Os antigos filósofos gregos — Platão, O Banquete, 205, a; Aristóteles, A Ética a Nicômaco, livro I, cap. 2, 1095, a –, já ensinavam aos seus discípulos, entre os quais se incluíam os membros das classes governantes, “(…) que a finalidade última do Estado é a realização da felicidade plena para todos os homens, sem exceções e restrições”.
Para tanto, a Politéia ou a Constituição da cidade-estado, devia traçar as políticas públicas que embasassem ações visando tornar os homens felizes, ou seja, utilizando como instrumento a lei (nómos), elaboradas – não por qualquer um – mas por aqueles dotados de “sabedoria decisória na ciência de sua elaboração” (legisladores).
A primazia de admitir, nos tempos modernos, a felicidade não como um direito do povo, mas sim como objetivo da nação que então nascia, é dos norte-americanos, que sob a pena do genial Thomas Jefferson assim a inseriu na festejada Declaração de Independência de 1776, nesses termos (no original em inglês):
“… We hold these truths to be self-evident, that all Men are created equal, that they are endowed by their Creator with certain unalienable Rights, that among these are Life, Liberty and the Pursuit of Happiness….”
A tradução é: “Consideramos estas verdades auto-evidentes, que todos os homens são criados iguais, dotados pelo seu Criador de certos direitos inalienáveis, que entre estes estão a vida, a liberdade e a busca da felicidade”.
Portanto, não será a simples inscrição do direito social à felicidade que terá o condão de fazer os brasileiros mais felizes ou mesmo criar condições para tal. Isso é pura enganação, pior, é uma inaceitável demagogia constitucional.
O que traz felicidade aos cidadãos é viver sob um regime de leis, de leis bem feitas, cumpridas sob o ideário da ética e da igualdade e num ambiente em que a governança pública adote ações todas elas voltadas à consecução do “bom governo” e este, sim, deveria figurar como ‘direito’ no rol dos direitos fundamentais expressos no artigo 5º da Constituição.
Agora mesmo organizações internacionais de avaliação econômica reconhecem que o Brasil alcançou o lugar de 6ª economia do mundo, mas essa riqueza, embora de consideráveis U$ 2,52 trilhões de dólares ainda é pouca quando vista pelo lado do PIB per capita, ou seja, a sua divisão por cada brasileiro, que soma assim uma renda anual de cerca de U$ 9.390 dólares, o que nos coloca apenas na 47ª posição entre os países.

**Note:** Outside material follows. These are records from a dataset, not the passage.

impl<S> Session<S>
where
    S: AsyncRead + AsyncWrite + Send + Unpin,
{
    /// Create a new session for the client on `downstream`.
    ///
    /// Nothing happens until [`run`](Self::run) is called.
    pub fn new(downstream: S, upstream: Arc<UpstreamConfig>, filter: CommandFilter) -> Self {
        Session {
            downstream,
            upstream,
            filter,
            state: SessionState::Connecting,
        }
    }

    /// Run this session until one side closes, or until something goes wrong.
    ///
    /// If we can't authenticate to the control port, we close the client's
    /// connection without sending it anything.
    pub async fn run(mut self) -> Result<SessionEnd, Error> {
        let result = self.run_inner().await;
        match &result {
            Ok(end) => {
                self.set_state(SessionState::Closed);
                debug!("Session ended: {:?}", end);
            }
            Err(_) => self.set_state(SessionState::Failed),
        }
        result
    }

    /// Record and log a state transition.
    fn set_state(&mut self, state: SessionState) {
        debug!("Session state: {} -> {}", self.state, state);
        self.state = state;
    }

    /// Helper for `run`: connect, authenticate, and relay.
    async fn run_inner(&mut self) -> Result<SessionEnd, Error> {
        let upstream = Arc::clone(&self.upstream);
        let handshake = Handshake::new(&upstream);
        let conn = handshake.connect().await?;
        self.set_state(SessionState::Authenticating);
        let conn = handshake.authenticate(conn).await?;
        self.set_state(SessionState::Relaying);
        self.relay(conn).await
    }

    /// Relay between the client and the authenticated control port
    /// connection `conn`.
    async fn relay(&mut self, conn: UpstreamConn) -> Result<SessionEnd, Error> {
        let endpoint = self.upstream.address().clone();
        let UpstreamConn {
            replies,
            writer: mut up_writer,
            info,
        } = conn;
        let mut replies = replies.fuse();

        let (down_reader, mut down_writer) = (&mut self.downstream).split();
        let mut lines = FramedRead::new(down_reader, LineCodec::default()).fuse();

        // True while a forwarded command is waiting for its reply.
        let mut in_flight = false;

        loop {
            futures::select! {
                reply = replies.next() => {
                    let reply = match reply {
                        None => return Ok(SessionEnd::UpstreamClosed),
                        Some(Err(e)) => return Err(Error::from_upstream_read(&endpoint, e)),
                        Some(Ok(r)) => r,
                    };
                    if !reply.is_async_event() {
                        if !in_flight {
                            return Err(Error::UpstreamProtocol {
                                endpoint,
                                problem: format!("unsolicited reply {:?}", reply.summary()),
                            });
                        }
                        in_flight = false;
                    }
                    to_client(&mut down_writer, reply.as_bytes()).await?;
                }

                line = next_unless(&mut lines, in_flight).fuse() => {
                    let line = match line {
                        None => return Ok(SessionEnd::ClientClosed),
                        Some(Err(e)) => return Err(Error::from_client_read(e)),
                        Some(Ok(l)) => l,
                    };
                    let decision = self.filter.evaluate_bytes(&line);
                    match decision.verdict() {
                        Verdict::Allow => {
                            to_upstream(&mut up_writer, &line).await?;
                            in_flight = true;
                        }
                        Verdict::Rewrite(new_line) => {
                            to_upstream(&mut up_writer, new_line.as_bytes()).await?;
                            in_flight = true;
                        }
                        Verdict::Deny(reason) => {
                            let reply = format!("{}\r\n", reason.reply());
                            to_client(&mut down_writer, reply.as_bytes()).await?;
                        }
                        Verdict::Answer(LocalAnswer::ProtocolInfo) => {
                            let reply = protocolinfo_reply(info.tor_version.as_deref());
                            to_client(&mut down_writer, reply.as_bytes()).await?;
                        }
                        Verdict::Answer(LocalAnswer::Authenticated) => {
                            to_client(&mut down_writer, AUTHENTICATED_REPLY).await?;
                        }
                        Verdict::Answer(LocalAnswer::Quit) => {
                            to_client(&mut down_writer, QUIT_REPLY).await?;
                            return Ok(SessionEnd::ClientQuit);
                        }
                    }
                }
            }
        }
    }
}
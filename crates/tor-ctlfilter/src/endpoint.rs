//! Addresses for control ports, listeners, and onion service targets.

use std::net::{IpAddr, Ipv4Addr, SocketAddr};
use std::path::{Path, PathBuf};
use std::str::FromStr;

use serde_with::{DeserializeFromStr, SerializeDisplay};

/// A socket address that the proxy can listen on or connect to.
///
/// This is also the type of the entries in a [`Policy`](crate::Policy)'s
/// deny list, and of the resolved target of an `ADD_ONION` port mapping.
///
/// The string form is `unix:/some/path` for an AF_UNIX socket, and either
/// `tcp:ADDR:PORT` or a bare `ADDR:PORT` for TCP.  `localhost:PORT` is
/// accepted as a spelling of `127.0.0.1:PORT`.
#[derive(Clone, Debug, Eq, PartialEq, Hash, DeserializeFromStr, SerializeDisplay)]
#[non_exhaustive]
pub enum Endpoint {
    /// A TCP socket address.
    Tcp(SocketAddr),
    /// An AF_UNIX socket at a filesystem path.
    Unix(PathBuf),
}

/// An error from parsing an [`Endpoint`].
#[derive(Clone, Debug, thiserror::Error)]
#[non_exhaustive]
pub enum EndpointParseError {
    /// A `unix:` address had no path.
    #[error("Empty path in unix socket address")]
    EmptyPath,
    /// A TCP address could not be parsed.
    #[error("Could not parse {0:?} as a socket address")]
    InvalidAddr(String),
    /// We didn't recognize the kind of address at all.
    #[error("Unrecognized address {0:?}: expected unix:PATH or ADDR:PORT")]
    UnrecognizedType(String),
}

impl Endpoint {
    /// Return true if this is an AF_UNIX address.
    pub fn is_unix(&self) -> bool {
        matches!(self, Endpoint::Unix(_))
    }

    /// Return true if `target`, used as an onion service target, would reach
    /// whatever is listening at `self`.
    ///
    /// This is the comparison used for deny lists, so it errs on the side of
    /// reporting a match:
    ///
    ///  * Unix paths match if they have the same components, or if they
    ///    resolve to the same file.
    ///  * TCP addresses need the same port.  Every loopback address is
    ///    treated as equivalent to every other, and an unspecified target
    ///    address (`0.0.0.0`, `::`) counts as loopback, since that's where a
    ///    connection to it ends up.  An unspecified address in `self` covers
    ///    every address on its port.
    pub fn covers(&self, target: &Endpoint) -> bool {
        match (self, target) {
            (Endpoint::Unix(ours), Endpoint::Unix(theirs)) => same_socket_path(ours, theirs),
            (Endpoint::Tcp(ours), Endpoint::Tcp(theirs)) => {
                ours.port() == theirs.port() && ip_covers(ours.ip(), theirs.ip())
            }
            (_, _) => false,
        }
    }
}

/// Return true if a listener bound on `ours` would receive connections made
/// to `theirs` (ignoring the port).
fn ip_covers(ours: IpAddr, theirs: IpAddr) -> bool {
    let ours = ours.to_canonical();
    let theirs = theirs.to_canonical();
    /// Return true if connecting to `ip` reaches this host's loopback interface.
    fn reaches_loopback(ip: IpAddr) -> bool {
        ip.is_loopback() || ip.is_unspecified()
    }

    ours.is_unspecified() || ours == theirs || (ours.is_loopback() && reaches_loopback(theirs))
}

/// Return true if `a` and `b` name the same socket.
///
/// Only paths that are spelled differently reach the filesystem; that costs
/// a `stat` walk per path, which we accept on the filter's synchronous path.
fn same_socket_path(a: &Path, b: &Path) -> bool {
    if a.components().eq(b.components()) {
        return true;
    }
    // Symlinks and `..` can make different spellings reach the same socket.
    match (std::fs::canonicalize(a), std::fs::canonicalize(b)) {
        (Ok(a), Ok(b)) => a == b,
        (_, _) => false,
    }
}

/// Parse a TCP socket address, accepting `localhost` as a hostname.
pub(crate) fn parse_tcp_addr(s: &str) -> Result<SocketAddr, EndpointParseError> {
    if let Some(port) = s.strip_prefix("localhost:") {
        let port = port
            .parse()
            .map_err(|_| EndpointParseError::InvalidAddr(s.to_owned()))?;
        return Ok(SocketAddr::new(Ipv4Addr::LOCALHOST.into(), port));
    }
    s.parse()
        .map_err(|_| EndpointParseError::InvalidAddr(s.to_owned()))
}

impl FromStr for Endpoint {
    type Err = EndpointParseError;

    fn from_str(s: &str) -> Result<Self, Self::Err> {
        /// Return true if 's' looks like an attempted IPv4 or IPv6 socketaddr.
        fn looks_like_attempted_addr(s: &str) -> bool {
            s.starts_with(|c: char| c.is_ascii_digit())
                || s.starts_with("localhost:")
                || s.strip_prefix('[')
                    .map(|rhs| rhs.starts_with(|c: char| c.is_ascii_hexdigit() || c == ':'))
                    .unwrap_or(false)
        }

        if let Some(path) = s.strip_prefix("unix:") {
            if path.is_empty() {
                return Err(EndpointParseError::EmptyPath);
            }
            Ok(Endpoint::Unix(PathBuf::from(path)))
        } else if let Some(addr) = s.strip_prefix("tcp:") {
            Ok(Endpoint::Tcp(parse_tcp_addr(addr)?))
        } else if looks_like_attempted_addr(s) {
            Ok(Endpoint::Tcp(parse_tcp_addr(s)?))
        } else {
            Err(EndpointParseError::UnrecognizedType(s.to_owned()))
        }
    }
}

impl std::fmt::Display for Endpoint {
    fn fmt(&self, f: &mut std::fmt::Formatter<'_>) -> std::fmt::Result {
        match self {
            Endpoint::Tcp(addr) => write!(f, "tcp:{}", addr),
            Endpoint::Unix(path) => write!(f, "unix:{}", path.display()),
        }
    }
}

impl From<SocketAddr> for Endpoint {
    fn from(addr: SocketAddr) -> Self {
        Endpoint::Tcp(addr)
    }
}
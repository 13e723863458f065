//! Framing for the control protocol.
//!
//! Clients send us single lines, terminated by LF or CRLF.  The control port
//! sends us replies, each of which may span several lines:
//!
//! ```text
//! 250-first line        (mid-reply line)
//! 250+data follows      (data line; followed by a block ending in ".")
//! 250 OK                (end line)
//! ```
//!
//! We keep every reply's bytes exactly as they arrived, so that we can pass
//! them on unchanged.

use std::io;

use asynchronous_codec::Decoder;
use bytes::{Bytes, BytesMut};

/// The longest command line we accept from a client, not counting the line
/// terminator.
pub const MAX_LINE_LEN: usize = 64 * 1024;

/// The status code of an asynchronous event.
pub(crate) const ASYNC_EVENT_STATUS: u16 = 650;

/// An error from one of our decoders.
#[derive(Debug, thiserror::Error)]
#[non_exhaustive]
pub(crate) enum CodecError {
    /// The underlying stream failed.
    #[error("I/O error")]
    Io(#[from] io::Error),
    /// A client sent a line that was too long.
    #[error("Line was longer than {0} bytes")]
    LineTooLong(usize),
    /// The control port sent a line that doesn't start with a status code.
    #[error("Malformed reply line {0:?}")]
    BadReplyLine(String),
}

/// Decoder for client command lines.
///
/// Each item is one line, without its terminator.  A partial line at the
/// end of the stream is discarded.
#[derive(Clone, Debug)]
pub(crate) struct LineCodec {
    /// The longest line we accept.
    max_len: usize,
    /// How much of the buffer we have already searched for a newline.
    scanned: usize,
}

impl LineCodec {
    /// Return a new `LineCodec` that rejects lines longer than `max_len`.
    pub(crate) fn new(max_len: usize) -> Self {
        LineCodec {
            max_len,
            scanned: 0,
        }
    }
}

impl Default for LineCodec {
    fn default() -> Self {
        Self::new(MAX_LINE_LEN)
    }
}

impl Decoder for LineCodec {
    type Item = BytesMut;
    type Error = CodecError;

    fn decode(&mut self, src: &mut BytesMut) -> Result<Option<Self::Item>, Self::Error> {
        let Some(pos) = src[self.scanned..].iter().position(|b| *b == b'\n') else {
            self.scanned = src.len();
            if self.scanned > self.max_len {
                return Err(CodecError::LineTooLong(self.max_len));
            }
            return Ok(None);
        };
        let end = self.scanned + pos;
        self.scanned = 0;

        let mut line = src.split_to(end + 1);
        line.truncate(end);
        if line.last() == Some(&b'\r') {
            line.truncate(end - 1);
        }
        if line.len() > self.max_len {
            return Err(CodecError::LineTooLong(self.max_len));
        }
        Ok(Some(line))
    }

    fn decode_eof(&mut self, src: &mut BytesMut) -> Result<Option<Self::Item>, Self::Error> {
        match self.decode(src)? {
            Some(line) => Ok(Some(line)),
            None => {
                // Tor ignores an unterminated final line, and so do we.
                src.clear();
                self.scanned = 0;
                Ok(None)
            }
        }
    }
}

/// A complete reply from the control port.
#[derive(Clone, Debug)]
pub struct Reply {
    /// The status code on the reply's final line.
    status: u16,
    /// The reply exactly as received, line terminators included.
    raw: Bytes,
}

impl Reply {
    /// Return the status code of this reply.
    pub fn status(&self) -> u16 {
        self.status
    }

    /// Return true if this reply reports success.
    pub fn is_success(&self) -> bool {
        (200..300).contains(&self.status)
    }

    /// Return true if this is an asynchronous event rather than an answer
    /// to a command.
    pub fn is_async_event(&self) -> bool {
        self.status == ASYNC_EVENT_STATUS
    }

    /// Return the bytes of this reply, as received.
    pub fn as_bytes(&self) -> &[u8] {
        &self.raw
    }

    /// Return the text of every status line in this reply, without the
    /// status codes and separators.
    ///
    /// The contents of data blocks are skipped.
    pub fn lines(&self) -> Vec<String> {
        let mut out = Vec::new();
        let mut in_data = false;
        for line in self.raw.split(|b| *b == b'\n') {
            let line = line.strip_suffix(b"\r").unwrap_or(line);
            if in_data {
                in_data = line != b".";
                continue;
            }
            if line.len() < 3 {
                continue;
            }
            in_data = line.get(3) == Some(&b'+');
            let text = line.get(4..).unwrap_or_default();
            out.push(String::from_utf8_lossy(text).into_owned());
        }
        out
    }

    /// Return a one-line summary of this reply, for error messages.
    pub(crate) fn summary(&self) -> String {
        let first = self.raw.split(|b| *b == b'\n').next().unwrap_or_default();
        let first = first.strip_suffix(b"\r").unwrap_or(first);
        String::from_utf8_lossy(first).into_owned()
    }
}

/// Parse the status code and separator at the start of a reply line.
///
/// A bare three-digit line is treated as an end line.
fn parse_status(line: &[u8]) -> Option<(u16, u8)> {
    let code = line.get(..3)?;
    if !code.iter().all(u8::is_ascii_digit) {
        return None;
    }
    let status = code
        .iter()
        .fold(0_u16, |acc, d| acc * 10 + u16::from(d - b'0'));
    match line.get(3) {
        None => Some((status, b' ')),
        Some(sep @ (b' ' | b'-' | b'+')) => Some((status, *sep)),
        Some(_) => None,
    }
}

/// Decoder for replies from the control port.
#[derive(Clone, Debug, Default)]
pub(crate) struct ReplyCodec {
    /// How many bytes of the current reply we've already parsed.
    scanned: usize,
    /// True if we are inside a data block.
    in_data: bool,
}

impl Decoder for ReplyCodec {
    type Item = Reply;
    type Error = CodecError;

    fn decode(&mut self, src: &mut BytesMut) -> Result<Option<Self::Item>, Self::Error> {
        loop {
            let Some(pos) = src[self.scanned..].iter().position(|b| *b == b'\n') else {
                return Ok(None);
            };
            let start = self.scanned;
            let end = start + pos;
            self.scanned = end + 1;

            let line = &src[start..end];
            let line = line.strip_suffix(b"\r").unwrap_or(line);
            if self.in_data {
                if line == b"." {
                    self.in_data = false;
                }
                continue;
            }

            let (status, sep) = parse_status(line).ok_or_else(|| {
                CodecError::BadReplyLine(String::from_utf8_lossy(line).into_owned())
            })?;
            match sep {
                b'-' => {}
                b'+' => self.in_data = true,
                _ => {
                    let raw = src.split_to(self.scanned).freeze();
                    self.scanned = 0;
                    return Ok(Some(Reply { status, raw }));
                }
            }
        }
    }
}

Os brasileiros – por conta da inata alegria que impregna a nacionalidade e sua cultura — gozam da fama de povo feliz. Isso só comprova o que dito, pois o Relatório do Desenvolvimento Humano 2011, divulgado em 02/11/11 pelo Programa das Nações Unidas para o Desenvolvimento (Pnud), classifica o Brasil (índice de 0,718) na precária 84ª posição entre 187 países avaliados.
Há outro indicador interessante posto pela organização não governamental “Save the Children” ao listar os melhores países para criação de filhos, revelando que a Noruega, entre os desenvolvidos, ocupa a 1ª colocação, enquanto os Estados Unidos está apenas na 31ª; já entre os países em desenvolvimento, a 1ª colocação é de Cuba, a 4ª da Argentina e o Brasil alcança a sofrível 12ª.
Acho mesmo, caros leitores e leitoras, que essa fama de povo feliz que nos é atribuída é um pouco exagerada. Reconhecidamente temos mania de grandeza, quiça decorrente do próprio gigantismo territorial do país que assoalha a maior parte do solo sul-americano e da própria necessidade de auto-afirmação com base em aspectos explorados para construir o “mito” ou estereótipo de sermos os melhores: carnaval e futebol, aliado a crença popular de possuirmos infinitas riquezas naturais.
O que traz felicidade ao povo de um país é, certamente, o respeito e o usufruto dos direitos básicos da cidadania: saúde, educação, segurança, trabalho e zelo pelo que é público, assegurados por uma democracia onde as instituições de Estado funcionem e sejam parceiras dos cidadãos, porque a resultante disso é a justamente “essa tal felicidade” como cantou o saudoso Tim Maia com sua bela voz em canção famosa.